Exercise instructions:
Select the lines below containing the word "Failed".

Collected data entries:
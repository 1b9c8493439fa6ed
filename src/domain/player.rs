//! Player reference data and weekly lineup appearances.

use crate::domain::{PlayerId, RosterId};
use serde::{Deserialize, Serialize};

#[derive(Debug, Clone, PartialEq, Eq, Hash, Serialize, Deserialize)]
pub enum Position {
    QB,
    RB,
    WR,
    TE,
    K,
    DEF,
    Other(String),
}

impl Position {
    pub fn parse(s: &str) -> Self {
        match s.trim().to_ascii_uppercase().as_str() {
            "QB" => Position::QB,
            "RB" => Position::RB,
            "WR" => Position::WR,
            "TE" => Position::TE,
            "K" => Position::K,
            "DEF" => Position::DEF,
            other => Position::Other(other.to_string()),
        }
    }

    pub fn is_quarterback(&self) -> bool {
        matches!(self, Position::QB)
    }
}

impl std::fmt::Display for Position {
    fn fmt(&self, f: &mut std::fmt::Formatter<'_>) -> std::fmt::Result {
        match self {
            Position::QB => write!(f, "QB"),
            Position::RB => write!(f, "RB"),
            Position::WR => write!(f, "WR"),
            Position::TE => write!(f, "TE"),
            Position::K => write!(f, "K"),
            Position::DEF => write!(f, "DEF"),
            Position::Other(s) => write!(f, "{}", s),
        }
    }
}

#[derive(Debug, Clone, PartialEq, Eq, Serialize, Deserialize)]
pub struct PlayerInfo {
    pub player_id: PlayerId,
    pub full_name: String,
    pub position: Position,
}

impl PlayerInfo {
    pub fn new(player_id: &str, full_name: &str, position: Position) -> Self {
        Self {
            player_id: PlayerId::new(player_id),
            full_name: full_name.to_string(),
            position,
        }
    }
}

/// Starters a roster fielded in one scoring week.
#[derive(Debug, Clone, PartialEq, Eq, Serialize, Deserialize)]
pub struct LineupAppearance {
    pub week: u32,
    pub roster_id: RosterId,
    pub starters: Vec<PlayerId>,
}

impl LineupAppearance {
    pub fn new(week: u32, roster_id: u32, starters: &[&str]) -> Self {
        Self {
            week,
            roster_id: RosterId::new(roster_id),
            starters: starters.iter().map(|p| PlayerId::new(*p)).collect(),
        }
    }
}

* * *

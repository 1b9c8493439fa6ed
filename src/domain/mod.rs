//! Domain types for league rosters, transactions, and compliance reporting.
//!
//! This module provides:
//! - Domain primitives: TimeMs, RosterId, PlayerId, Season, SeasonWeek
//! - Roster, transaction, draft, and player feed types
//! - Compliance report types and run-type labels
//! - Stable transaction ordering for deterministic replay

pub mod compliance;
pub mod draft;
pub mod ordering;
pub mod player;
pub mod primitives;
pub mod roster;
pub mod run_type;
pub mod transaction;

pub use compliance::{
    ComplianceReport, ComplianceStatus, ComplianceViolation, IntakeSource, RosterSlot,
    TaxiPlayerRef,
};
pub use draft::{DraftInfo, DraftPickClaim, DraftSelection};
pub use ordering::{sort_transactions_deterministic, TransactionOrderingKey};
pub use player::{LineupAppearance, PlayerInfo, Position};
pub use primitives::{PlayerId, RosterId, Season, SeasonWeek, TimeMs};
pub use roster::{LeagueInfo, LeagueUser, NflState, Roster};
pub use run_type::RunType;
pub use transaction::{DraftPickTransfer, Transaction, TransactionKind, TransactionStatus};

* * *

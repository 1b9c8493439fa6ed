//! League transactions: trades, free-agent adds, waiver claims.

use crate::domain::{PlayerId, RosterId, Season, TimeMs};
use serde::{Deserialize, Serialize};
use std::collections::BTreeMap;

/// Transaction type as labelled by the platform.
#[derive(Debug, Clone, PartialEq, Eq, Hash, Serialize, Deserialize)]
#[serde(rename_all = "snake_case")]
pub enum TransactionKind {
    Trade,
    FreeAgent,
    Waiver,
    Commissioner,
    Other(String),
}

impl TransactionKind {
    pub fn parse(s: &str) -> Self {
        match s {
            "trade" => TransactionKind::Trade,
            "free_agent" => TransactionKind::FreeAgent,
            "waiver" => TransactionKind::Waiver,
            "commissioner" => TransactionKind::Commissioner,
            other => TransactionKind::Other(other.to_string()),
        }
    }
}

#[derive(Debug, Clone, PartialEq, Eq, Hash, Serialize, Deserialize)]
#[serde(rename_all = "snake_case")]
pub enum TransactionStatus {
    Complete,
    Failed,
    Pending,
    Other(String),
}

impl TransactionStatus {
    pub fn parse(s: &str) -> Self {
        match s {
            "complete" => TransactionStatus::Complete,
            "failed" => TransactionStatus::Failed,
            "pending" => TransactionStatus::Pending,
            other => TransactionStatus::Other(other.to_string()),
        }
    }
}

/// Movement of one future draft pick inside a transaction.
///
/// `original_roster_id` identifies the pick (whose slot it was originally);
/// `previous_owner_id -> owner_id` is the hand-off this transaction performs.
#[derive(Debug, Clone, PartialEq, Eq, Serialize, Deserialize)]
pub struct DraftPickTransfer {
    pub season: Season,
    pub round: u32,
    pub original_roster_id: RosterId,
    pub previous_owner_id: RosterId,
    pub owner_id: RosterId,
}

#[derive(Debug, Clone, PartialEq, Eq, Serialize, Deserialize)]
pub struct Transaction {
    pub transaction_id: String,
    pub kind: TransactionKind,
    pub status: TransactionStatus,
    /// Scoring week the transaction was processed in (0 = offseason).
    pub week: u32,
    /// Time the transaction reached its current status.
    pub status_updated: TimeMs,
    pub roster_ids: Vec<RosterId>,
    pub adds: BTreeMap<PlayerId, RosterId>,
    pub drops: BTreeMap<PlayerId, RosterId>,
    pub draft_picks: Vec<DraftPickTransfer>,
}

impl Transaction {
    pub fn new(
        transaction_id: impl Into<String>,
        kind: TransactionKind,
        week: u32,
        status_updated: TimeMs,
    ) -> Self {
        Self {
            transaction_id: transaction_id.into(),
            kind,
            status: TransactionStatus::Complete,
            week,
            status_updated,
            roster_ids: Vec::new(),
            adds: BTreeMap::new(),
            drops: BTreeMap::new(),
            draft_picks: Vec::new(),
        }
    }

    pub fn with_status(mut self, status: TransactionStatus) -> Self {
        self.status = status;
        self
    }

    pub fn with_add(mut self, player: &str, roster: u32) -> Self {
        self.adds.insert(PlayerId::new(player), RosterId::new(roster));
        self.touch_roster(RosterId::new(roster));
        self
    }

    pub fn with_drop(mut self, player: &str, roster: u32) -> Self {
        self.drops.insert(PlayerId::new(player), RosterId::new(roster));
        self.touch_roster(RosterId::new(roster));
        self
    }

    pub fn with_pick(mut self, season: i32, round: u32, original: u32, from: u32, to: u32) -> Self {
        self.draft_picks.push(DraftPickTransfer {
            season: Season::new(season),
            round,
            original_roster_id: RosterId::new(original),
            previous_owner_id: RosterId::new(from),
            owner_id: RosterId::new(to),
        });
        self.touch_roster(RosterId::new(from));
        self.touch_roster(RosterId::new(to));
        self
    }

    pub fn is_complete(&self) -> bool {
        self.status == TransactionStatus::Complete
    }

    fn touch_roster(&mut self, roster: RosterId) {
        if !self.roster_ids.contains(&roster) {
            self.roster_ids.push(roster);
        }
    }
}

Result of this task:
    Failed,
            "failed" => TransactionStatus::Failed,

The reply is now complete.